The exhibit aims to question the sources of the Tendenza, an architectural movement that "rejected utopia in favour of a political and critical architecture with a firm grip on reality." Including works by Mario Ridolfi, Alessandro Anselmi, Carlo Aymonino, Paolo Portoghesi, Ernesto N. Rogers, Aldo Rossi, Massimo Scolari, Salvatore Bisogni, Gianni Braghieri, Arduino Cantàfora, the G.R.A.U., Edoardo Guazzoni, Antonio Monestiroli, Dario Passi, Franz Prati, Franco Purini, Uberto Siola, Franco Stella, Daniele Vitale, Giangiacomo D'Ardia and others, the show is dominated by two-dimensional representation and insists on the perception of architecture as a form of cultural representation.
The second room, "Forms from history", pays homage to the work of Mario Ridolfi and other so-called neo-realist architects who ushered a return to historical form and a rich geometric vocabulary. Also in this room is a model of the Torre Velasca by the BBPR group, one of the first examples of dialectical synthesis between tradition and modernity.

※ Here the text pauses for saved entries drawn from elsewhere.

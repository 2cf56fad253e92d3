use std::path::PathBuf;
use thiserror::Error;

/// Errors that can occur when fetching a remote resource
#[derive(Error, Debug)]
pub enum FetchError {
    #[error("HTTP request failed for {url}: {source}")]
    Http {
        url: String,
        #[source]
        source: reqwest::Error,
    },

    #[error("HTTP error {status} for {url}")]
    Status { url: String, status: u16 },

    #[error("Too many redirects fetching {url} (limit {limit})")]
    TooManyRedirects { url: String, limit: usize },

    #[error("Invalid URL '{url}': {source}")]
    InvalidUrl {
        url: String,
        #[source]
        source: url::ParseError,
    },

    #[error("Stream error while reading {url}: {source}")]
    Stream {
        url: String,
        #[source]
        source: reqwest::Error,
    },
}

/// Errors that can occur when fetching or extracting RSS feeds
#[derive(Error, Debug)]
pub enum FeedError {
    #[error("Failed to fetch feed: {0}")]
    Fetch(#[from] FetchError),

    #[error("Failed to parse RSS feed: {0}")]
    ParseFailed(#[from] rss::Error),
}

/// Errors raised by the durable blob stores and the typed stores on top of them
#[derive(Error, Debug)]
pub enum StoreError {
    #[error("No record stored at {key}")]
    NotFound { key: String },

    #[error("Store unavailable while accessing {key}: {reason}")]
    Unavailable { key: String, reason: String },

    #[error("Failed to read {path}: {source}")]
    ReadFailed {
        path: PathBuf,
        #[source]
        source: std::io::Error,
    },

    #[error("Failed to write {path}: {source}")]
    WriteFailed {
        path: PathBuf,
        #[source]
        source: std::io::Error,
    },

    #[error("Failed to parse JSON stored at {key}: {source}")]
    JsonParseFailed {
        key: String,
        #[source]
        source: serde_json::Error,
    },

    #[error("Failed to serialize record: {0}")]
    JsonSerializeFailed(#[from] serde_json::Error),

    #[error("Store is read-only, refusing to write {key}")]
    ReadOnly { key: String },

    #[error("Invalid store key: {0}")]
    InvalidKey(String),
}

impl StoreError {
    /// Whether this error is the store's "not yet written" signal
    pub fn is_not_found(&self) -> bool {
        matches!(self, StoreError::NotFound { .. })
    }
}

/// Errors from the podcast directory (search and top charts)
#[derive(Error, Debug)]
pub enum DirectoryError {
    #[error("Directory request failed: {0}")]
    Fetch(#[from] FetchError),

    #[error("Failed to parse directory response from {url}: {source}")]
    JsonParseFailed {
        url: String,
        #[source]
        source: serde_json::Error,
    },
}

/// Errors that can occur while storing downloaded media
#[derive(Error, Debug)]
pub enum MediaError {
    #[error("Download failed: {0}")]
    Fetch(#[from] FetchError),

    #[error("Failed to create file {path}: {source}")]
    FileCreateFailed {
        path: PathBuf,
        #[source]
        source: std::io::Error,
    },

    #[error("Failed to write to file {path}: {source}")]
    FileWriteFailed {
        path: PathBuf,
        #[source]
        source: std::io::Error,
    },
}

/// Errors a single action handler can fail with.
///
/// Every variant ends up as the `error` string of a failure result record.
#[derive(Error, Debug)]
pub enum HandlerError {
    #[error("Invalid payload for {action}: {source}")]
    InvalidPayload {
        action: String,
        #[source]
        source: serde_json::Error,
    },

    #[error("Feed URL must be an http(s) URL: {0}")]
    UnsupportedFeedUrl(String),

    #[error("Podcast {podcast_id} is not subscribed")]
    NotSubscribed { podcast_id: String },

    #[error("Feed error: {0}")]
    Feed(#[from] FeedError),

    #[error("Store error: {0}")]
    Store(#[from] StoreError),

    #[error("Directory error: {0}")]
    Directory(#[from] DirectoryError),

    #[error("Media error: {0}")]
    Media(#[from] MediaError),
}

/// Errors that escape a worker invocation
///
/// A handler failure is not one of these: it is recorded as a failure result.
#[derive(Error, Debug)]
pub enum WorkerError {
    #[error("Action '{0}' requires a request id")]
    MissingRequestId(String),

    #[error("Request id {request_id} cannot be recorded: {source}")]
    InvalidRequestId {
        request_id: String,
        #[source]
        source: StoreError,
    },

    #[error("Unknown action '{0}'")]
    UnknownAction(String),

    #[error("Invalid dispatch event: {0}")]
    InvalidEvent(#[source] serde_json::Error),

    #[error("Failed to record result for request {request_id}: {source}")]
    ResultWriteFailed {
        request_id: String,
        #[source]
        source: StoreError,
    },

    #[error("Action failed: {0}")]
    Handler(#[from] HandlerError),
}

/// Errors raised while handing a request to the trigger transport
#[derive(Error, Debug)]
pub enum DispatchError {
    #[error("Dispatch token not configured")]
    MissingToken,

    #[error("Payload for {action} must be a JSON object")]
    PayloadNotObject { action: String },

    #[error("Dispatch transport failed: {0}")]
    Transport(#[source] reqwest::Error),

    #[error("Dispatch rejected with HTTP {status}: {body}")]
    Rejected { status: u16, body: String },

    #[error("Failed to encode dispatch body: {0}")]
    Encode(#[from] serde_json::Error),
}

/// Non-result outcomes of polling for a request
#[derive(Error, Debug)]
pub enum PollError {
    #[error("Timed out waiting for request {request_id} after {attempts} attempts")]
    Timeout { request_id: String, attempts: u32 },

    #[error("Stopped waiting for request {request_id} after {attempts} attempts")]
    Cancelled { request_id: String, attempts: u32 },

    #[error("Request id {request_id} can never have a result: {source}")]
    InvalidRequestId {
        request_id: String,
        #[source]
        source: StoreError,
    },
}

/// Errors from the combined dispatch-then-poll client
#[derive(Error, Debug)]
pub enum ClientError {
    #[error(transparent)]
    Dispatch(#[from] DispatchError),

    #[error(transparent)]
    Poll(#[from] PollError),
}

/// Errors loading configuration from the environment
#[derive(Error, Debug)]
pub enum ConfigError {
    #[error("Missing required setting {0}")]
    Missing(&'static str),

    #[error("Invalid value '{value}' for {key}: {reason}")]
    Invalid {
        key: &'static str,
        value: String,
        reason: String,
    },
}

The exhibition continues into a room more specifically dedicated to Typomorphology: "A logical approach to the project: typology – morphology". Testifying for a new architectural logic applied to the project, this room displays diploma projects by Rossi's pupils (such as Edoardo Guazzoni and Daniele Vitale). Also in this room is a gigantic axonometric projection of Carlo Aymonino's Monte Amiata Housing in the Gallaratese district, a symbol of these new morphological constants with regards to a city or region.
Indeed, the Centre Pompidou holds the vastest and richest collection of Italian architecture in the world and has had only very few occasions to put it on display
Finally, "An international dimension: architecture on stage" focuses on the Teatro del Mondo and the 1980 Biennale's Strada Novissima, emphasising the change of scale — from the drawing to life size urban signs. Here, the exhibition shows a new phase in architectural history: the moment in which the Tendenza encountered American postmodernism.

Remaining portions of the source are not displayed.